E secondo gli studi degli esperti dell’Istituto Superiore di Sanità e del ministero della Salute, è “lo stabilimento siderurgico, in particolare gli impianti Altoforno, Cokeria ed Agglomerazione” a essere individuato come “il maggiore emettitore nell’area per oltre il 99% del totale ed è quindi il potenziale responsabile degli effetti sanitari correlabili al benzoapirene”. Per andare ancora più a fondo rispetto al paragone effettuato da Lucia Morselli, basta rileggere i dati dello studio “Sentieri”, lo studio epidemiologico nazionale dei territori e degli insediamenti esposti a rischio da inquinamento, che ha certificato come l’esposizione a Pm10 e altre sostanze dannose come l’anidride solforosa di origine industriale “è risultata associata a un aumento della mortalità per cause naturali, tumori, malattie cardiovascolari e renali dei residenti”. Dove si produce pm10 di origine industriale, insomma, si muore di più. E che si continui a morire più che in altre zone della Regione, lo ha dimostrato ancora una volta lo studio pubblicato dal Fatto e che il sindaco Rinaldo Melucci ha depositato al Consiglio di stato chiamato a decidere se confermare o meno lo spegnimento degli impianti dell’area a caldo disposta dal primo cittadino e già avallata dai giudici del Tar di Lecce.

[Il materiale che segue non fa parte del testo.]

//! meshgate-ctl — command-line interface for the meshgated daemon.

mod cmd;

use anyhow::{Context, Result};

use cmd::{bus, radio, status};

const DEFAULT_PORT: u16 = 9011;

fn print_usage() {
    println!("Usage: meshgate-ctl [--port <port>] <command>");
    println!();
    println!("Commands:");
    println!("  status                              Show gateway identity and counters");
    println!("  neighbors                           List heard mesh nodes");
    println!("  send <text>                         Transmit a text frame over the radio");
    println!("  send-hex <hex>                      Transmit raw bytes over the radio");
    println!("  advert                              Broadcast an advert now");
    println!("  publish <topic> <payload> [--retain]  Publish onto the bus");
    println!("  retained                            Show retained bus messages");
    println!("  recent                              Show recently published bus messages");
    println!();
    println!("Options:");
    println!("  --port <port>   API port (default: {})", DEFAULT_PORT);
}

// ── Entry point ───────────────────────────────────────────────────────────────

#[tokio::main]
async fn main() -> Result<()> {
    let args: Vec<String> = std::env::args().skip(1).collect();

    let mut port = DEFAULT_PORT;
    let mut retain = false;
    let mut remaining: Vec<&str> = Vec::new();
    let mut i = 0;
    while i < args.len() {
        match args[i].as_str() {
            "--port" => {
                i += 1;
                port = args
                    .get(i)
                    .context("--port requires a value")?
                    .parse()
                    .context("--port must be a number")?;
            }
            "--retain" => retain = true,
            other => remaining.push(other),
        }
        i += 1;
    }

    match remaining.as_slice() {
        ["status"] | [] => status::cmd_status(port).await,
        ["neighbors"] => status::cmd_neighbors(port).await,
        ["send", text] => radio::cmd_send_text(port, text).await,
        ["send-hex", hex] => radio::cmd_send_hex(port, hex).await,
        ["advert"] => radio::cmd_advert(port).await,
        ["publish", topic, payload] => bus::cmd_publish(port, topic, payload, retain).await,
        ["retained"] => bus::cmd_retained(port).await,
        ["recent"] => bus::cmd_recent(port).await,
        ["help"] | ["--help"] | ["-h"] => {
            print_usage();
            Ok(())
        }
        other => {
            eprintln!("Unknown command: {}", other.join(" "));
            eprintln!();
            print_usage();
            std::process::exit(1);
        }
    }
}
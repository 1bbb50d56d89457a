//! meshgate integration harness.
//!
//! Each test drives a full gateway actor in-process: a recording radio on one
//! side, the loopback bus on the other, and a forwarding task carrying bus
//! deliveries back into the gateway the same way meshgated wires them.

mod bridge;
mod relay;
mod reports;

use std::sync::atomic::{AtomicUsize, Ordering};
use std::sync::{Arc, Mutex};
use std::time::Duration;

use bytes::Bytes;
use tokio::task::JoinHandle;

use meshgate_core::config::GatewayConfig;
use meshgate_services::bus::{BusMessage, LoopbackBus};
use meshgate_services::{
    BusTransport, Gateway, GatewayHandle, GatewaySnapshot, HostControl, RadioError,
    RadioTransport, RelayCore,
};

// ── Collaborators ─────────────────────────────────────────────────────────────

#[derive(Clone, Default)]
pub struct RecordingRadio {
    pub sent: Arc<Mutex<Vec<Vec<u8>>>>,
}

impl RadioTransport for RecordingRadio {
    fn transmit(&mut self, frame: &[u8]) -> Result<(), RadioError> {
        self.sent.lock().unwrap().push(frame.to_vec());
        Ok(())
    }
}

#[derive(Clone, Default)]
pub struct CountingHost {
    pub restarts: Arc<AtomicUsize>,
}

impl HostControl for CountingHost {
    fn request_restart(&self) {
        self.restarts.fetch_add(1, Ordering::SeqCst);
    }
}

// ── Harness ───────────────────────────────────────────────────────────────────

pub const GATEWAY_ID: &str = "gw-test";
pub const NODE_ID: u32 = 0x0000_0A0A;
const FLUSH_MARKER: &[u8] = b"flush";

/// Defaults with a fixed identity and no repeat jitter.
pub fn test_config() -> GatewayConfig {
    let mut config = GatewayConfig::default();
    config.repeater.node_id = NODE_ID;
    config.repeater.node_name = "TestGW".into();
    config.bus.client_id = GATEWAY_ID.into();
    config.relay.jitter_min_ms = 0;
    config.relay.jitter_max_ms = 0;
    config
}

pub struct Rig {
    pub bus: Arc<LoopbackBus>,
    pub handle: GatewayHandle,
    pub radio: RecordingRadio,
    pub host: CountingHost,
    task: JoinHandle<()>,
}

impl Rig {
    /// Start a gateway and wait until it has subscribed.
    pub async fn start(config: GatewayConfig) -> Self {
        let core = RelayCore::from_config(&config);
        let radio = RecordingRadio::default();
        let host = CountingHost::default();
        let (bus, mut deliveries) = LoopbackBus::new();
        let (gateway, handle) = Gateway::new(core, radio.clone(), Some(bus.clone()), host.clone());
        let task = tokio::spawn(gateway.run());

        let forward = handle.clone();
        tokio::spawn(async move {
            while let Some(msg) = deliveries.recv().await {
                let payload = Bytes::from(msg.payload.into_bytes());
                if forward.bus_message(msg.topic, payload).await.is_err() {
                    break;
                }
            }
        });

        handle.snapshot().await.unwrap();
        Self {
            bus,
            handle,
            radio,
            host,
            task,
        }
    }

    /// Hand a frame to the gateway as if heard over the air, and wait for it
    /// to be fully processed.
    pub async fn hear(&self, frame: &[u8]) -> GatewaySnapshot {
        self.handle
            .frame(Bytes::copy_from_slice(frame), -70, 9.5)
            .await
            .unwrap();
        self.handle.snapshot().await.unwrap()
    }

    /// Publish onto the bus from an outside client.
    pub fn inject(&self, topic: &str, payload: &str) {
        self.bus.publish(topic, payload, false).unwrap();
    }

    /// Everything the radio has transmitted, flush markers excluded.
    pub fn sent(&self) -> Vec<Vec<u8>> {
        self.radio
            .sent
            .lock()
            .unwrap()
            .iter()
            .filter(|f| f.as_slice() != FLUSH_MARKER)
            .cloned()
            .collect()
    }

    /// Bus publications on `topic`, oldest first.
    pub fn published(&self, topic: &str) -> Vec<serde_json::Value> {
        self.bus
            .recent()
            .into_iter()
            .filter(|m| m.topic == topic)
            .map(|m| serde_json::from_str(&m.payload).unwrap())
            .collect()
    }

    /// Topics of the gateway's own publications, oldest first.
    pub fn published_topics(&self) -> Vec<String> {
        self.bus.recent().into_iter().map(|m: BusMessage| m.topic).collect()
    }

    /// Wait until every bus message injected so far has been handled.
    ///
    /// Deliveries are FIFO through one forwarder, so once a send command
    /// published after them reaches the radio, the earlier ones are done.
    pub async fn flush(&self) {
        let prefix = self.handle.snapshot().await.unwrap().prefix;
        let markers = || {
            self.radio
                .sent
                .lock()
                .unwrap()
                .iter()
                .filter(|f| f.as_slice() == FLUSH_MARKER)
                .count()
        };
        let before = markers();
        self.inject(
            &format!("{}/commands/send", prefix),
            std::str::from_utf8(FLUSH_MARKER).unwrap(),
        );
        assert!(wait_until(|| markers() > before).await, "bus flush timed out");
    }

    pub async fn stop(self) {
        self.handle.shutdown().await.unwrap();
        self.task.await.unwrap();
    }
}

pub async fn wait_until(cond: impl Fn() -> bool) -> bool {
    for _ in 0..200 {
        if cond() {
            return true;
        }
        tokio::time::sleep(Duration::from_millis(10)).await;
    }
    cond()
}
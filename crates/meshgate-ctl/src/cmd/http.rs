//! Shared HTTP request helpers for CLI commands.

use anyhow::{Context, Result, bail};
use serde::{Deserialize, Serialize};

pub fn base_url(port: u16) -> String {
    format!("http://127.0.0.1:{}/api", port)
}

/// Non-2xx replies carry a plain-text reason; surface it instead of a JSON parse error.
async fn read_json<R: for<'de> Deserialize<'de>>(resp: reqwest::Response) -> Result<R> {
    let status = resp.status();
    if !status.is_success() {
        let reason = resp.text().await.unwrap_or_default();
        bail!("meshgated returned {}: {}", status, reason);
    }
    resp.json::<R>().await.context("failed to parse response")
}

pub async fn get_json<T: for<'de> Deserialize<'de>>(url: &str) -> Result<T> {
    let resp = reqwest::get(url)
        .await
        .with_context(|| format!("failed to connect to meshgated at {}, is it running?", url))?;
    read_json(resp).await
}

pub async fn post_json<T: for<'de> Deserialize<'de>>(url: &str) -> Result<T> {
    let resp = reqwest::Client::new()
        .post(url)
        .send()
        .await
        .with_context(|| format!("failed to connect to meshgated at {}, is it running?", url))?;
    read_json(resp).await
}

pub async fn post_json_body<T, R>(url: &str, body: &T) -> Result<R>
where
    T: Serialize,
    R: for<'de> Deserialize<'de>,
{
    let resp = reqwest::Client::new()
        .post(url)
        .json(body)
        .send()
        .await
        .with_context(|| format!("failed to connect to meshgated at {}, is it running?", url))?;
    read_json(resp).await
}
//! Relay counters. Monotonic for the life of the process.

use meshgate_core::message::GatewayStats;
use serde::Serialize;

#[derive(Debug, Clone, Copy, Default, PartialEq, Eq, Serialize)]
#[serde(rename_all = "camelCase")]
pub struct RelayStatistics {
    pub packets_received: u32,
    pub packets_sent: u32,
    pub packets_forwarded: u32,
    pub packets_failed: u32,
}

impl RelayStatistics {
    pub fn record_received(&mut self) {
        self.packets_received = self.packets_received.wrapping_add(1);
    }

    pub fn record_forwarded(&mut self) {
        self.packets_forwarded = self.packets_forwarded.wrapping_add(1);
    }

    pub fn record_transmit(&mut self, ok: bool) {
        if ok {
            self.packets_sent = self.packets_sent.wrapping_add(1);
        } else {
            self.packets_failed = self.packets_failed.wrapping_add(1);
        }
    }

    /// Bus report at `now_ms` of uptime.
    pub fn report(&self, now_ms: u64) -> GatewayStats {
        GatewayStats {
            timestamp: now_ms,
            uptime: now_ms / 1000,
            packets_received: self.packets_received,
            packets_sent: self.packets_sent,
            packets_forwarded: self.packets_forwarded,
            packets_failed: self.packets_failed,
        }
    }
}
//! Gateway status, periodic reports and our own advert.

use crate::*;

#[tokio::test]
async fn status_is_retained_online_then_offline() {
    let mut config = test_config();
    config.location.latitude = 51.5;
    let rig = Rig::start(config).await;
    let bus = rig.bus.clone();
    let topic = format!("MESHCORE/gateway/{GATEWAY_ID}/status");

    let online = bus.retained();
    let status = online.iter().find(|m| m.topic == topic).unwrap();
    let value: serde_json::Value = serde_json::from_str(&status.payload).unwrap();
    assert_eq!(value["online"], true);
    assert_eq!(value["latitude"], 51.5);

    rig.stop().await;

    let offline = bus.retained();
    let status = offline.iter().find(|m| m.topic == topic).unwrap();
    assert!(status.payload.contains("\"online\":false"));
}

#[tokio::test]
async fn stats_report_carries_counters_and_neighbors() {
    let rig = Rig::start(test_config()).await;
    rig.hear(b"ADVERT 00000042 n1 0.000000 0.000000").await;
    rig.hear(b"plain").await;

    rig.handle.publish_stats().await.unwrap();
    rig.handle.snapshot().await.unwrap();

    let stats = rig.published(&format!("MESHCORE/gateway/{GATEWAY_ID}/stats"));
    assert_eq!(stats.len(), 1);
    assert_eq!(stats[0]["packetsReceived"], 2);
    assert_eq!(stats[0]["packetsForwarded"], 2);
    assert_eq!(stats[0]["packetsSent"], 2);

    let neighbors = rig.published(&format!("MESHCORE/gateway/{GATEWAY_ID}/neighbors"));
    assert_eq!(neighbors[0]["count"], 1);
    assert_eq!(neighbors[0]["gateway"], GATEWAY_ID);
    assert_eq!(neighbors[0]["neighbors"][0]["nodeId"], 0x42);
    assert_eq!(neighbors[0]["neighbors"][0]["name"], "n1");
    rig.stop().await;
}

#[tokio::test]
async fn own_advert_is_transmitted_and_published() {
    let mut config = test_config();
    config.location.latitude = -33.87;
    config.location.longitude = 151.21;
    let rig = Rig::start(config).await;

    rig.handle.send_advert().await.unwrap();
    rig.handle.snapshot().await.unwrap();

    assert_eq!(
        rig.sent(),
        vec![b"ADVERT 00000A0A TestGW -33.870000 151.210000".to_vec()]
    );
    let adverts = rig.published("MESHCORE/adverts");
    assert_eq!(adverts.len(), 1);
    assert_eq!(adverts[0]["nodeId"], NODE_ID);
    assert_eq!(adverts[0]["gateway"], GATEWAY_ID);

    // the echo of our own advert must not be bridged back to the radio
    rig.flush().await;
    assert_eq!(rig.sent().len(), 1);
    rig.stop().await;
}
//! Bus to radio: commands, bridged payloads and the self-loop guard.

use std::sync::atomic::Ordering;

use crate::*;

#[tokio::test]
async fn send_command_goes_out_over_radio() {
    let rig = Rig::start(test_config()).await;

    rig.inject("MESHCORE/commands/send", "ping");

    assert!(wait_until(|| rig.sent() == vec![b"ping".to_vec()]).await);
    rig.stop().await;
}

#[tokio::test]
async fn restart_command_reaches_host() {
    let rig = Rig::start(test_config()).await;

    rig.inject("MESHCORE/commands/restart", "");

    assert!(wait_until(|| rig.host.restarts.load(Ordering::SeqCst) == 1).await);
    rig.stop().await;
}

#[tokio::test]
async fn commands_below_prefix_accepted_when_region_unset() {
    let mut config = test_config();
    config.bus.country = "au".into();
    let rig = Rig::start(config).await;

    rig.inject("MESHCORE/AU/NSW/commands/send", "one level");
    rig.inject("MESHCORE/AU/NSW/SYD/commands/send", "two levels");
    rig.inject("MESHCORE/AU/NSW/SYD/CBD/commands/send", "too deep");
    rig.flush().await;

    assert_eq!(rig.sent(), vec![b"one level".to_vec(), b"two levels".to_vec()]);
    rig.stop().await;
}

#[tokio::test]
async fn region_pins_commands_to_exact_prefix() {
    let mut config = test_config();
    config.bus.country = "au".into();
    config.bus.region = "nsw".into();
    let rig = Rig::start(config).await;

    rig.inject("MESHCORE/AU/NSW/SYD/commands/send", "nested");
    rig.inject("MESHCORE/AU/NSW/commands/send", "direct");
    rig.flush().await;

    assert_eq!(rig.sent(), vec![b"direct".to_vec()]);
    rig.stop().await;
}

#[tokio::test]
async fn foreign_raw_frame_is_bridged() {
    let rig = Rig::start(test_config()).await;

    rig.inject("MESHCORE/raw", r#"{"data":"CAFE","gateway":"other-gw"}"#);
    rig.flush().await;

    assert_eq!(rig.sent(), vec![vec![0xCA, 0xFE]]);
    rig.stop().await;
}

#[tokio::test]
async fn foreign_message_and_advert_are_bridged() {
    let rig = Rig::start(test_config()).await;

    rig.inject(
        "MESHCORE/messages",
        r#"{"message":"from afar","gateway":"other-gw"}"#,
    );
    rig.inject(
        "MESHCORE/adverts",
        r#"{"nodeId":4660,"name":"far-node","lat":1.5,"lon":-2.25,"gateway":"other-gw"}"#,
    );
    rig.flush().await;

    assert_eq!(
        rig.sent(),
        vec![
            b"from afar".to_vec(),
            b"ADVERT 00001234 far-node 1.500000 -2.250000".to_vec(),
        ]
    );
    rig.stop().await;
}

#[tokio::test]
async fn own_publications_are_not_bridged_back() {
    let rig = Rig::start(test_config()).await;
    let own = GATEWAY_ID;

    rig.inject("MESHCORE/raw", &format!(r#"{{"data":"CAFE","gateway":"{own}"}}"#));
    rig.inject(
        "MESHCORE/messages",
        &format!(r#"{{"message":"echo","gateway":"{own}"}}"#),
    );
    rig.inject(
        "MESHCORE/adverts",
        &format!(r#"{{"nodeId":1,"name":"me","lat":0,"lon":0,"gateway":"{own}"}}"#),
    );
    rig.flush().await;

    assert!(rig.sent().is_empty());
    rig.stop().await;
}

#[tokio::test]
async fn gateway_echo_of_heard_frame_is_not_retransmitted() {
    let mut config = test_config();
    config.repeater.max_hops = 0;
    let rig = Rig::start(config).await;

    // raw and messages come straight back through our own subscriptions
    rig.hear(b"heard once").await;
    rig.flush().await;

    assert!(rig.sent().is_empty());
    rig.stop().await;
}

#[tokio::test]
async fn denied_node_advert_is_not_bridged() {
    let mut config = test_config();
    config.access.deny_enabled = true;
    config.access.denylist = vec!["1234".into()];
    let rig = Rig::start(config).await;

    rig.inject(
        "MESHCORE/adverts",
        r#"{"nodeId":4660,"name":"far-node","gateway":"other-gw"}"#,
    );
    rig.flush().await;

    assert!(rig.sent().is_empty());
    rig.stop().await;
}

#[tokio::test]
async fn report_topics_and_bad_payloads_are_ignored() {
    let rig = Rig::start(test_config()).await;

    rig.inject("MESHCORE/status", r#"{"online":true}"#);
    rig.inject("MESHCORE/stats", r#"{"uptime":5}"#);
    rig.inject("MESHCORE/raw", "not json");
    rig.inject("MESHCORE/raw", r#"{"data":"ZZ","gateway":"other-gw"}"#);
    rig.inject("MESHCORE/raw", r#"{"data":"","gateway":"other-gw"}"#);
    rig.flush().await;

    assert!(rig.sent().is_empty());
    rig.stop().await;
}

#[tokio::test]
async fn bridging_off_leaves_payload_topics_unsubscribed() {
    let mut config = test_config();
    config.bus.bridge_all = false;
    let rig = Rig::start(config).await;

    assert!(rig.bus.subscriptions().iter().all(|s| s.contains("/commands/")));
    rig.inject("MESHCORE/raw", r#"{"data":"CAFE","gateway":"other-gw"}"#);
    rig.flush().await;

    assert!(rig.sent().is_empty());
    rig.stop().await;
}
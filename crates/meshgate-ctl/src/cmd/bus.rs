//! Bus publish and inspection commands.

use anyhow::Result;
use serde::{Deserialize, Serialize};

use super::http::{base_url, get_json, post_json_body};

#[derive(Serialize)]
struct PublishRequest<'a> {
    topic: &'a str,
    payload: &'a str,
    retain: bool,
}

#[derive(Deserialize)]
struct PublishResponse {
    published: bool,
    topic: String,
}

#[derive(Deserialize)]
struct MessagesResponse {
    count: usize,
    messages: Vec<BusMessage>,
}

#[derive(Deserialize)]
struct BusMessage {
    topic: String,
    payload: String,
    retain: bool,
}

pub async fn cmd_publish(port: u16, topic: &str, payload: &str, retain: bool) -> Result<()> {
    let req = PublishRequest {
        topic,
        payload,
        retain,
    };
    let resp: PublishResponse =
        post_json_body(&format!("{}/bus/publish", base_url(port)), &req).await?;
    if resp.published {
        println!("Published to {}{}", resp.topic, if retain { " (retained)" } else { "" });
    }
    Ok(())
}

pub async fn cmd_retained(port: u16) -> Result<()> {
    let resp: MessagesResponse = get_json(&format!("{}/bus/retained", base_url(port))).await?;
    print_messages("Retained", &resp);
    Ok(())
}

pub async fn cmd_recent(port: u16) -> Result<()> {
    let resp: MessagesResponse = get_json(&format!("{}/bus/recent", base_url(port))).await?;
    print_messages("Recent", &resp);
    Ok(())
}

fn print_messages(title: &str, resp: &MessagesResponse) {
    if resp.messages.is_empty() {
        println!("No messages.");
        return;
    }
    println!("═══════════════════════════════════════");
    println!("  {} Messages ({})", title, resp.count);
    println!("═══════════════════════════════════════");
    for m in &resp.messages {
        let marker = if m.retain { "R" } else { " " };
        println!("  {} {}", marker, m.topic);
        println!("      {}", m.payload);
    }
}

In questo ultimo lavoro scientifico emerge come la città sia divisa in due “cluster”. Il primo, definito “molto critico”, comprende i quartieri a nord di Taranto: Paolo VI, Tamburi e Città vecchia-Borgo, essendo quelli notoriamente più vicini e più esposti alle emissioni della zona industriale, presentano “livelli altissimi” di tassi di mortalità. Il secondo cluster, invece, comprende le zone più lontane dai camini dell’ex Ilva, ed è addirittura “esente da criticità” e “mostra persino controtendenza con un trend negativo per gli uomini”. Insomma se nel resto della città i tassi mortalità sembrano migliorare, nei quartieri più vicini alla fabbrica la situazione è in peggioramento rispetto al passato. E se qualcuno ritiene che la vicinanza non sia la prova delle responsabilità delle emissioni velenose della fabbrica, torna in soccorso, ancora una volta lo studio Sentieri: “Neoplasie, malattie cardiache, respiratorie e digerenti tendono a concentrarsi nei quartieri prossimi al polo industriale. Questa ulteriore conferma del quadro precedentemente delineato corrobora ulteriormente l’istanza di un intervento a carattere preventivo ampio e organico. In conclusione, i risultati evidenziati indicano la necessità di una sorveglianza epidemiologica della popolazione residente, garantendo contestualmente l’attuazione di tutte le misure preventive atte a tutelare la salute della popolazione residente in questo territorio, compresa l’adozione delle migliori tecniche disponibili per il contenimento delle emissioni industriali”.